介護保険も貯蓄型があるので、介護保障をしつつ、控除を狙って行くのも良いでしょう。

地震保険料控除

地震保険も上限5万円までは支払い金額が全額控除になります。住宅ローン契約時に必須の火災保険に付帯されているので、ぜひやっておきましょう。

寄付金控除(ふるさと納税)

ふるさと納税は、所得金額に応じて限度額があります。実質2000円の負担で、上限まで返礼品をもらいたい放題なので、ぜひやっておくのがおすすめです。

定期便などを使うと、普段の食費がかなり浮いてくるので、良いと思います。

ふるさと納税は所得に応じて上限が変わるため、ご自身で計算して上限を確認しましょう。控除上限額シミュレーションなどを使うのがおすすめです。

青色申告特別控除

青色申告特別控除は「開業届」と「青色申告承認申請書」を税務署に提出した専業ライターが受けることができる控除です。

以前は65万円の控除でしたが、今は55万円となっています。55万円の控除を受けるには「複式簿記」が必要になり、すべての収入・支出の仕訳が必要になります。

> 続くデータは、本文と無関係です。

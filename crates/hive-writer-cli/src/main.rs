//! Hive Writer CLI - loads CSV tables into Apache Hive.

use anyhow::{Context, Result};
use clap::{Parser, Subcommand};
use hive_writer_core::config::{Action, LogFormat};
use hive_writer_core::{Config, ConnectionFactory, Runner};
use std::path::{Path, PathBuf};
use tracing_subscriber::{fmt, prelude::*, EnvFilter};

/// Exit codes for CLI operations.
///
/// - 0: Success
/// - 1: User error (configuration, data, destination schema, server state)
/// - 2: Application error (unexpected failure)
#[repr(i32)]
#[derive(Debug, Clone, Copy, PartialEq, Eq)]
pub enum ExitCode {
    /// Successful execution
    Success = 0,
    /// Error caused by configuration, input data or the destination
    UserError = 1,
    /// Unexpected internal error
    ApplicationError = 2,
}

impl ExitCode {
    /// Classify an error by the core error it wraps.
    fn from_error(error: &anyhow::Error) -> Self {
        match error.downcast_ref::<hive_writer_core::Error>() {
            Some(e) if e.is_user_error() => ExitCode::UserError,
            _ => ExitCode::ApplicationError,
        }
    }
}

mod commands;

#[derive(Parser)]
#[command(name = "hive-writer")]
#[command(about = "Batch writer loading CSV tables into Apache Hive", long_about = None)]
#[command(version)]
struct Cli {
    #[command(subcommand)]
    command: Option<Commands>,

    /// Data directory holding config.json and in/tables
    #[arg(long, global = true, env = "KBC_DATADIR", default_value = "/data/")]
    data_dir: PathBuf,

    /// Path to configuration file (defaults to <data-dir>/config.json)
    #[arg(short, long, global = true)]
    config: Option<PathBuf>,

    /// Directory with bundled certificates for `internal:` CA references
    #[arg(long, global = true, env = "BUNDLED_FILES_PATH")]
    bundled_files: Option<PathBuf>,

    /// Enable verbose logging (-v for debug, -vv for trace)
    #[arg(short, long, global = true, action = clap::ArgAction::Count)]
    verbose: u8,
}

#[derive(Subcommand, Clone, Copy)]
enum Commands {
    /// Load all exported tables
    Run,

    /// Check that the database is reachable
    TestConnection,

    /// Print columns of every table in the database
    GetTablesInfo,

    /// Validate configuration file
    Validate,
}

impl Commands {
    fn from_action(action: Action) -> Self {
        match action {
            Action::Run => Commands::Run,
            Action::TestConnection => Commands::TestConnection,
            Action::GetTablesInfo => Commands::GetTablesInfo,
        }
    }

    /// Sync actions answer with JSON on stdout and log only errors.
    fn is_sync(&self) -> bool {
        matches!(self, Commands::TestConnection | Commands::GetTablesInfo)
    }
}

fn main() {
    let exit_code = run_cli();
    std::process::exit(exit_code as i32);
}

/// Main CLI execution logic with proper error handling.
fn run_cli() -> ExitCode {
    let cli = Cli::parse();
    let config_path = cli
        .config
        .clone()
        .unwrap_or_else(|| cli.data_dir.join("config.json"));

    let config = Config::from_file(&config_path);

    let command = cli.command.unwrap_or_else(|| {
        let action = config.as_ref().map(|c| c.action).unwrap_or_default();
        Commands::from_action(action)
    });
    let log_format = config
        .as_ref()
        .map(|c| c.logging.format)
        .unwrap_or_default();
    let log_level = config
        .as_ref()
        .map(|c| c.logging.level.as_directive())
        .unwrap_or("info");

    init_logging(log_format, log_level, cli.verbose, command.is_sync());

    let result = config
        .with_context(|| format!("Cannot load configuration from {}", config_path.display()))
        .and_then(|config| execute_command(command, config, &cli));

    match result {
        Ok(()) => ExitCode::Success,
        Err(e) => {
            let exit_code = ExitCode::from_error(&e);
            match exit_code {
                ExitCode::UserError => tracing::error!(error = %e, "Command failed"),
                _ => tracing::error!(error = ?e, "Application error"),
            }
            exit_code
        }
    }
}

/// Initialize logging on stderr, keeping stdout free for JSON answers.
fn init_logging(format: LogFormat, level: &str, verbose: u8, sync: bool) {
    let filter = if sync {
        EnvFilter::new("error")
    } else if std::env::var("RUST_LOG").is_ok() {
        EnvFilter::from_default_env()
    } else {
        match verbose {
            0 => EnvFilter::new(level),
            1 => EnvFilter::new("debug"),
            _ => EnvFilter::new("trace"),
        }
    };

    match format {
        LogFormat::Json => {
            tracing_subscriber::registry()
                .with(fmt::layer().json().with_writer(std::io::stderr))
                .with(filter)
                .init();
        }
        LogFormat::Text => {
            tracing_subscriber::registry()
                .with(fmt::layer().with_writer(std::io::stderr))
                .with(filter)
                .init();
        }
    }
}

/// Execute the CLI command.
fn execute_command(command: Commands, mut config: Config, cli: &Cli) -> Result<()> {
    config.validate()?;

    if let Commands::Validate = command {
        println!("Configuration is valid");
        return Ok(());
    }

    config.parameters.data_dir = Some(cli.data_dir.clone());
    let runner = build_runner(config, &cli.data_dir, cli.bundled_files.clone());

    match command {
        Commands::Run => commands::run::run(&runner)?,
        Commands::TestConnection => commands::test_connection::run(&runner)?,
        Commands::GetTablesInfo => commands::tables_info::run(&runner)?,
        Commands::Validate => {}
    }

    Ok(())
}

fn build_runner(config: Config, data_dir: &Path, bundled_files: Option<PathBuf>) -> Runner {
    Runner::new(config, data_dir, ConnectionFactory::new(bundled_files))
}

複式簿記が面倒な人は簡易簿記でも問題ないですが、控除額が10万円に減ってしまうので注意してくだしい。

小規模企業共済等掛金控除

小規模企業共済は個人事業主が入れる「積立型の退職金制度」となります。給与所得のサラリーマンは加入することができません。

小規模企業共済は所得控除になるので、年間84万円をMAXで支払うのがおすすめです。

お金に困った時は、小規模企業共済から借り入れも可能なので、専業ライターの方はぜひ加入しておきましょう。

経営セーフティ共済

経営セーフティ共済(倒産防止共済)も所得控除になり、小規模企業共済と同じ中小機構の共済制度となります。

年間最大200万円まで預けることができるので所得控除としてはかなりの税金対策となります。上限は800万円となるので、所得が大きい年にたくさん預けるようにしましょう。

参考ページ

まとめ

WEBライターの確定申告に必要な経費について紹介して来ました。

WEBライティングの仕事でも、経費にできるものはたくさんあります。パソコンやスマホ、通信費などは按分で経費にすることができますし、家賃や電気代も経費にすることが可能です。

ぜひしっかりと経費を計上して、税金を払い過ぎないように税金対策して行きましょう。